Scientists create see-through mouse and rat bodies
Researchers have created see-through mice and rats using a new technique for so-called tissue clearing.
In a paper published Thursday in the journal Cell, a California Institute of Technology professor and her colleagues said they had turned a dead mouse transparent in a week’s time, while a rat specimen took two weeks to treat.
The technique, which can also be used to create transparent organs for study, builds on previous tissue clearing processes that have revolutionized anatomical research.
While scientists have attempted to create see-through organ and tissue samples since the 1800s, researchers have relied primarily on the sectioning of samples - slicing organs into extremely thin cross sections and examining these pieces in succession.
“That’s been useful but it’s also been slow and tedious,” said senior study author Viviana Gradinaru, an assistant professor of biology and biological engineering at Caltech.
Recent advancements in tissue clearing have enabled researchers to study nerve connections and organ structures without having to slice them up, providing scientists with new insights into previously hidden anatomical structures.
In order to render organs or entire bodies transparent, scientists remove those lipids, or fats, that make tissues opaque. This is accomplished by exposing the specimen to detergents, although removal of the lipids leads to other problems.

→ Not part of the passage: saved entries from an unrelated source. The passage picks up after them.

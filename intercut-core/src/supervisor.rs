// ============================================================================
// intercut-core/src/supervisor.rs
// ============================================================================
//
// JOB SUPERVISOR: One ffmpeg Cut, From Probe to Terminal Event
//
// A JobSupervisor owns a single job. `start()` moves it out of Idle and hands
// the work to a dedicated worker thread, which probes the input, picks the
// encoder, spawns ffmpeg and reads its `-progress` output line by line. The
// caller keeps a JobController to pause, resume or cancel while that runs.
//
// STATE MACHINE:
//
//   Idle -> Probing -> Running <-> Paused
//             |          |          |
//             |          +----------+--> Cancelling -> Cancelled
//             +-----------------------------^
//   Probing/Running/Paused -> Failed,  Running -> Completed
//
// Every transition happens under the state lock and its StateChanged event is
// sent while the lock is held, so events leave in transition order and the
// terminal event is always the last one for the job.
//
// THREADS:
// - caller: start/pause/resume/cancel; delivers signals directly
// - worker: probe, spawn, read loop, exit handling, cleanup
// - stderr drain: keeps the child from blocking on a full stderr pipe
// - cancel watchdog: kills the child when it outlives the grace period

use std::collections::VecDeque;
use std::fs;
use std::io::{BufRead, BufReader, ErrorKind, Read};
use std::path::PathBuf;
use std::sync::atomic::{AtomicBool, Ordering};
use std::sync::{Arc, Mutex, MutexGuard, PoisonError};
use std::thread::{self, JoinHandle};
use std::time::{Duration, Instant};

“If you remove the lipids and don’t do anything else, the entire tissue collapses, because the lipids are in a way the skeleton of a building,” Gradinaru said.
In order to maintain the sample’s shape, researchers fill it with a hydrogel. The hydrogel forms a network of polymer chains that stick to proteins and other compounds, creating a gelatin-like supporting structure.
Once this is done, the lipids can be flushed from the tissue.
Previous techniques have relied on immersing tissue samples in the lipid-removing solution. However, Gradinaru and her colleagues said they had succeeded in speeding up the clearing process by pumping by the hydrogel and the detergent through blood vessels.
They have dubbed their technique PARS, or perfusion-assisted agent release in situ.
Previous clearing techniques have taken much longer to execute and damaged samples. Gradinaru said the new technique avoided this damage and, if an animal has been genetically altered to produce fluorescent proteins as a study tool, the clearing agents do not remove them.
Could the process be used on a human body?
“As long as you have a preserved circulatory system, the method is scalable,” Gradinaru said. “In theory it could.”